Irreverente. Descarnado. Talentoso. Provocador. Transgresor. Sincero. Sarcástico. Sórdido. Inteligente. Frágil. Creativo. Palabras que calzan perfecto en la hoja de vida de Fernando Peña, esa que el uruguayo dejó de escribir ayer por la tarde, a los 46 años, cuando falleció en la Clínica Fleming, no a causa del HIV que padecía y que confesó en 2002, sino de un cáncer de hígado que lo aquejaba desde hace tiempo y que obligó su internación el miércoles pasado. Actor de cine, teatro y televisión (lo último fue una participación en Los exitosos Pells), escritor y conductor radial, se había sometido en los últimos meses a varias sesiones de quimioterapia.

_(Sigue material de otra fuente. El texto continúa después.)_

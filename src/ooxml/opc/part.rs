//! Package parts.
//!
//! A part is the unit of content in a package: a partname, a content type,
//! the serialized bytes and the relationships it owns.

use crate::ooxml::opc::packuri::PackURI;
use crate::ooxml::opc::rel::Relationships;

#[derive(Debug, Clone)]
pub struct Part {
    partname: PackURI,
    content_type: String,
    blob: Vec<u8>,
    rels: Relationships,
}

impl Part {
    pub fn new(partname: PackURI, content_type: &str, blob: impl Into<Vec<u8>>) -> Self {
        Self {
            partname,
            content_type: content_type.to_string(),
            blob: blob.into(),
            rels: Relationships::new(),
        }
    }

    /// Attach the relationships this part owns.
    pub fn with_rels(mut self, rels: Relationships) -> Self {
        self.rels = rels;
        self
    }

    #[inline]
    pub fn partname(&self) -> &PackURI {
        &self.partname
    }

    #[inline]
    pub fn content_type(&self) -> &str {
        &self.content_type
    }

    #[inline]
    pub fn blob(&self) -> &[u8] {
        &self.blob
    }

    #[inline]
    pub fn rels(&self) -> &Relationships {
        &self.rels
    }

    /// Add or get a relationship from this part to another part.
    ///
    /// The target is stored relative to this part's directory.
    pub fn relate_to(&mut self, target: &PackURI, reltype: &str) -> String {
        let target_ref = target.relative_ref(self.partname.base_uri());
        self.rels.get_or_add(reltype, &target_ref)
    }
}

Famoso por los personajes grotescos que creó en la radio y que al poco tiempo saltaron al teatro -en ese rol llegó a San Juan en 2003, por única vez, con el espectáculo Mugre (ver aparte)-, alimentó su popularidad con su desparpajo y su lengua filosa, que lo llevaron por todos los programas de televisión y las revistas, donde -al igual que en sus espectáculos- se mostraba al desnudo (varias veces literalmente) y sacudía, generando simpatías y aversiones por igual.

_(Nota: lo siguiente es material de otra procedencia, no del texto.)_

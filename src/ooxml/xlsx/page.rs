//! Page layout and print settings of a worksheet.

use crate::ooxml::error::{Result, XlsxError};
use crate::ooxml::xlsx::image::Image;
use crate::ooxml::xlsx::reference::{ColNum, RowNum, check_cell};
use aho_corasick::AhoCorasick;
use bitflags::bitflags;
use once_cell::sync::Lazy;

/// Longest header or footer string Excel accepts.
pub const MAX_HEADER_FOOTER_LEN: usize = 255;

/// Long header/footer codes and the short codes Excel stores.
const FIELD_CODES: [(&str, &str); 9] = [
    ("&[Picture]", "&G"),
    ("&[Pic]", "&G"),
    ("&[Page]", "&P"),
    ("&[Pages]", "&N"),
    ("&[Date]", "&D"),
    ("&[Time]", "&T"),
    ("&[File]", "&F"),
    ("&[Path]", "&Z"),
    ("&[Tab]", "&A"),
];

static FIELD_REWRITER: Lazy<AhoCorasick> = Lazy::new(|| {
    AhoCorasick::builder()
        .build(FIELD_CODES.iter().map(|(long, _)| *long))
        .expect("Failed to build header/footer code rewriter")
});

bitflags! {
    /// Boolean print options.
    #[derive(Debug, Clone, Copy, PartialEq, Eq, Default)]
    pub(crate) struct PrintFlags: u16 {
        /// Landscape orientation
        const LANDSCAPE = 0x0001;
        /// Print cell gridlines
        const GRIDLINES = 0x0002;
        /// Print row and column headings
        const HEADINGS = 0x0004;
        /// Center on page horizontally
        const CENTER_HORIZONTALLY = 0x0008;
        /// Center on page vertically
        const CENTER_VERTICALLY = 0x0010;
        /// Monochrome output
        const BLACK_AND_WHITE = 0x0020;
        /// Draft quality
        const DRAFT = 0x0040;
        /// Print pages across, then down
        const OVER_THEN_DOWN = 0x0080;
        /// Screen gridlines are hidden
        const HIDE_SCREEN_GRIDLINES = 0x0100;
    }
}

impl PrintFlags {
    /// Flags that need a `<printOptions>` element.
    pub(crate) const PRINT_OPTIONS: PrintFlags = PrintFlags::GRIDLINES
        .union(PrintFlags::HEADINGS)
        .union(PrintFlags::CENTER_HORIZONTALLY)
        .union(PrintFlags::CENTER_VERTICALLY);
}

/// Section of a header or footer that holds an image.
#[derive(Debug, Clone, Copy, PartialEq, Eq, Hash, PartialOrd, Ord)]
pub enum HeaderImagePosition {
    Left,
    Center,
    Right,
}

impl HeaderImagePosition {
    fn section(&self) -> Section {
        match self {
            HeaderImagePosition::Left => Section::Left,
            HeaderImagePosition::Center => Section::Center,
            HeaderImagePosition::Right => Section::Right,
        }
    }
}

/// Header or footer slot of an attached image.
#[derive(Debug, Clone, Copy, PartialEq, Eq, Hash, PartialOrd, Ord)]
pub(crate) struct ImageSlot {
    pub footer: bool,
    pub position: HeaderImagePosition,
}

impl ImageSlot {
    /// Shape id used in the VML part: `LH`, `CH`, `RH`, `LF`, `CF`, `RF`.
    pub(crate) fn vml_name(&self) -> &'static str {
        match (self.position, self.footer) {
            (HeaderImagePosition::Left, false) => "LH",
            (HeaderImagePosition::Center, false) => "CH",
            (HeaderImagePosition::Right, false) => "RH",
            (HeaderImagePosition::Left, true) => "LF",
            (HeaderImagePosition::Center, true) => "CF",
            (HeaderImagePosition::Right, true) => "RF",
        }
    }
}

#[derive(Debug, Clone, Copy, PartialEq, Eq)]
enum Section {
    Left,
    Center,
    Right,
}

/// Page margins in inches.
#[derive(Debug, Clone, Copy, PartialEq)]
pub(crate) struct Margins {
    pub left: f64,
    pub right: f64,
    pub top: f64,
    pub bottom: f64,
    pub header: f64,
    pub footer: f64,
}

impl Default for Margins {
    fn default() -> Self {
        Self {
            left: 0.7,
            right: 0.7,
            top: 0.75,
            bottom: 0.75,
            header: 0.3,
            footer: 0.3,
        }
    }
}

/// Print settings stored per worksheet.
#[derive(Debug, Clone, PartialEq, Default)]
pub(crate) struct PageSetup {
    pub flags: PrintFlags,
    /// Printer paper index, 0 for the printer default
    pub paper_size: u8,
    pub margins: Margins,
    pub header: String,
    pub footer: String,
    pub header_images: Vec<(ImageSlot, Image)>,
    /// Print scale as a percentage
    pub scale: Option<u16>,
    /// Pages wide and tall; 0 leaves the dimension automatic
    pub fit_to_pages: Option<(u16, u16)>,
    pub first_page_number: Option<u16>,
    pub repeat_rows: Option<(RowNum, RowNum)>,
    pub repeat_columns: Option<(ColNum, ColNum)>,
    pub print_area: Option<(RowNum, ColNum, RowNum, ColNum)>,
}

impl PageSetup {
    /// True if a `<pageSetup>` element carries anything.
    pub(crate) fn has_page_setup(&self) -> bool {
        self.flags.intersects(
            PrintFlags::LANDSCAPE
                | PrintFlags::BLACK_AND_WHITE
                | PrintFlags::DRAFT
                | PrintFlags::OVER_THEN_DOWN,
        ) || self.paper_size != 0
            || self.scale.is_some()
            || self.fit_to_pages.is_some()
            || self.first_page_number.is_some()
    }

    pub(crate) fn set_margins(&mut self, margins: Margins) -> Result<()> {
        for (name, value) in [
            ("left", margins.left),
            ("right", margins.right),
            ("top", margins.top),
            ("bottom", margins.bottom),
            ("header", margins.header),
            ("footer", margins.footer),
        ] {
            if !value.is_finite() || value < 0.0 {
                return Err(XlsxError::range(format!(
                    "Page margin {} {} must be a non-negative number of inches",
                    name, value
                )));
            }
        }
        self.margins = margins;
        Ok(())
    }

    pub(crate) fn set_header(&mut self, header: &str) -> Result<()> {
        check_header_footer("Header", header)?;
        let images = self.header_images.iter().filter(|(slot, _)| !slot.footer);
        for (slot, _) in images {
            check_placeholder(header, slot.position)?;
        }
        self.header = header.to_string();
        Ok(())
    }

    pub(crate) fn set_footer(&mut self, footer: &str) -> Result<()> {
        check_header_footer("Footer", footer)?;
        let images = self.header_images.iter().filter(|(slot, _)| slot.footer);
        for (slot, _) in images {
            check_placeholder(footer, slot.position)?;
        }
        self.footer = footer.to_string();
        Ok(())
    }

    /// Attach an image; the matching section of the text must hold `&[Picture]`.
    pub(crate) fn set_image(&mut self, image: &Image, slot: ImageSlot) -> Result<()> {
        let text = if slot.footer { &self.footer } else { &self.header };
        check_placeholder(text, slot.position)?;

        self.header_images.retain(|(existing, _)| *existing != slot);
        self.header_images.push((slot, image.clone()));
        self.header_images.sort_by_key(|(slot, _)| *slot);
        Ok(())
    }

    pub(crate) fn set_scale(&mut self, scale: u16) -> Result<()> {
        if !(10..=400).contains(&scale) {
            return Err(XlsxError::range(format!(
                "Print scale {} is outside 10..=400",
                scale
            )));
        }
        self.scale = Some(scale);
        Ok(())
    }

    pub(crate) fn set_repeat_rows(&mut self, first_row: RowNum, last_row: RowNum) -> Result<()> {
        check_cell(first_row, 0)?;
        check_cell(last_row, 0)?;
        if first_row > last_row {
            return Err(XlsxError::range(format!(
                "Repeat rows {}..{} are reversed",
                first_row, last_row
            )));
        }
        self.repeat_rows = Some((first_row, last_row));
        Ok(())
    }

    pub(crate) fn set_repeat_columns(&mut self, first_col: ColNum, last_col: ColNum) -> Result<()> {
        check_cell(0, first_col)?;
        check_cell(0, last_col)?;
        if first_col > last_col {
            return Err(XlsxError::range(format!(
                "Repeat columns {}..{} are reversed",
                first_col, last_col
            )));
        }
        self.repeat_columns = Some((first_col, last_col));
        Ok(())
    }

    /// Header or footer text as stored in the worksheet, with long codes
    /// such as `&[Page]` folded to their short form.
    pub(crate) fn stored_text(text: &str) -> String {
        let short: Vec<&str> = FIELD_CODES.iter().map(|(_, code)| *code).collect();
        FIELD_REWRITER.replace_all(text, &short)
    }
}

fn check_header_footer(what: &str, text: &str) -> Result<()> {
    let len = PageSetup::stored_text(text).chars().count();
    if len > MAX_HEADER_FOOTER_LEN {
        return Err(XlsxError::range(format!(
            "{} string has {} characters, more than {}",
            what, len, MAX_HEADER_FOOTER_LEN
        )));
    }
    Ok(())
}

fn check_placeholder(text: &str, position: HeaderImagePosition) -> Result<()> {
    let section = section_text(text, position.section());
    if section.contains("&[Picture]") || section.contains("&[Pic]") || section.contains("&G") {
        return Ok(());
    }
    Err(XlsxError::config(format!(
        "No &[Picture] placeholder in the {:?} section of '{}'",
        position, text
    )))
}

/// Text of one `&L`/`&C`/`&R` section. Text before any code is centered.
fn section_text(text: &str, wanted: Section) -> String {
    let mut current = Section::Center;
    let mut out = String::new();
    let mut chars = text.chars().peekable();

    while let Some(c) = chars.next() {
        if c == '&' {
            let next = chars.peek().copied();
            let switch = match next {
                Some('L') => Some(Section::Left),
                Some('C') => Some(Section::Center),
                Some('R') => Some(Section::Right),
                _ => None,
            };
            if let Some(section) = switch {
                chars.next();
                current = section;
                continue;
            }
        }
        if current == wanted {
            out.push(c);
        }
    }
    out
}

#[cfg(test)]
mod tests {
    use super::*;
    use crate::ooxml::xlsx::image::tests::png_bytes;

    #[test]
    fn test_sections() {
        assert_eq!(section_text("&LLeft&CMid&RRight", Section::Left), "Left");
        assert_eq!(section_text("&LLeft&CMid&RRight", Section::Right), "Right");
        assert_eq!(section_text("Page &P", Section::Center), "Page &P");
        assert_eq!(section_text("&L&[Picture]", Section::Center), "");
    }

    #[test]
    fn test_header_image_needs_placeholder() {
        let image = Image::new_from_buffer(&png_bytes(4, 4, None)).unwrap();
        let mut page = PageSetup::default();

        let slot = ImageSlot {
            footer: false,
            position: HeaderImagePosition::Left,
        };

        let err = page.set_image(&image, slot).unwrap_err();
        assert!(matches!(err, XlsxError::Configuration(_)));

        page.set_header("&L&[Picture]&RTitle").unwrap();
        page.set_image(&image, slot).unwrap();
        page.set_image(&image, slot).unwrap();
        assert_eq!(page.header_images.len(), 1);
        assert_eq!(slot.vml_name(), "LH");
        // The footer has no placeholder.
        let footer_slot = ImageSlot { footer: true, ..slot };
        assert!(page.set_image(&image, footer_slot).is_err());

        // Removing the placeholder while the image is attached fails.
        assert!(page.set_header("&RTitle").is_err());
        assert_eq!(page.header, "&L&[Picture]&RTitle");
        assert_eq!(PageSetup::stored_text(&page.header), "&L&G&RTitle");
    }

    #[test]
    fn test_long_codes_are_shortened() {
        assert_eq!(
            PageSetup::stored_text("&C&[Picture]&RPage &[Page] of &[Pages]"),
            "&C&G&RPage &P of &N"
        );
        assert_eq!(
            PageSetup::stored_text("&L&[Date] &[Time]&C&[File] &[Path]&R&[Tab]"),
            "&L&D &T&C&F &Z&R&A"
        );
        assert_eq!(PageSetup::stored_text("&[Unknown] &P"), "&[Unknown] &P");
    }

    #[test]
    fn test_length_is_measured_after_shortening() {
        let mut page = PageSetup::default();
        // 250 characters plus one long code that is stored as two.
        let text = format!("{}&[Pages]", "x".repeat(250));
        assert_eq!(text.chars().count(), 258);
        page.set_footer(&text).unwrap();
        assert!(page.set_footer(&format!("{}&[Pages]", "x".repeat(254))).is_err());
    }

    #[test]
    fn test_limits() {
        let mut page = PageSetup::default();
        assert!(page.set_header(&"x".repeat(256)).is_err());
        assert!(page.set_footer(&"x".repeat(255)).is_ok());
        assert!(page.set_scale(9).is_err());
        assert!(page.set_scale(401).is_err());
        page.set_scale(75).unwrap();
        assert_eq!(page.scale, Some(75));
        assert!(page.set_repeat_rows(3, 1).is_err());
        assert!(page.set_repeat_columns(0, 16_384).is_err());

        let mut margins = Margins::default();
        margins.left = -0.5;
        assert!(page.set_margins(margins).is_err());
        assert_eq!(page.margins, Margins::default());
    }

    #[test]
    fn test_page_setup_presence() {
        let mut page = PageSetup::default();
        assert!(!page.has_page_setup());
        page.flags |= PrintFlags::GRIDLINES;
        assert!(!page.has_page_setup());
        page.flags |= PrintFlags::LANDSCAPE;
        assert!(page.has_page_setup());
    }
}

En medio de eso, hubo de todo. Cielo e infierno. Nacido el 31 de enero de 1963, hijo de un matrimonio acomodado y con un hermano menor, a los 9 años le dijo a su madre que era gay. Empezó a tener sexo a los 11. A los 16 se fue de su casa tras una discusión por su sexualidad con su madre. Vivió con un coiffeur que conoció en la estación de tren de Buenos Aires, a donde huyó. Lavó cabezas en peluquerías, fue mozo, instructor de patinaje, repositor en un supermercado, profesor de inglés y de natación. Cuando se drogaba y vivía en Estados Unidos -era menor e ilegal- tuvo un hijo al que nunca quiso ver. Sintió la ausencia de sus padres mucho después de fallecidos. Contó monedas, pasó hambre y se vendió por algo de dinero. Y superó su miedo a los aviones convirtiéndose en comisario de a bordo, donde obsequiaba al pasaje con personajes que hacía a través del micrófono. Fue justamente en uno de esos vuelos que lo escuchó Lalo Mir, quien lo introdujo al mundo del espectáculo, al que saltó con una galería poblada de "seres" como el concheto de San Isidro, Martín Revoira Lynch, su caribeña Milagros Dolores Guadalupe López López, Rafael Orestes Porelorti, el gay Roberto María Flores y el obrero Rubén Ramón Sixto Alegre (Palito). "Mis criaturas. Cualquier cosa menos personajes", las defendía este hombre corpulento, pelado, plagado de tatuajes, de ojos delineados y uñas pintadas; que varias veces afirmó que no le temía a la muerte, que quería morir joven, y que sólo le intrigaba saber cuándo y cómo.
"No me asusta. Es una parte del todo (…) Me atrevo a verla de frente porque sé que está cerca y me voy a reír de ella porque no me sorprendería que me tenga miedo", disparaba Peña que, a la hora de los recuerdos, aseguró que prefería el rechazo al olvido o la indifernecia.
"Quiero una muerte con caballos blancos que tiren de un carro y me arrojen tomates y flores. Algo pasional, con gente que me ame e incluso gente que me deteste y diga ¡Bravo, se murió!". Hoy quizás lo único que falten sean los caballos blancos.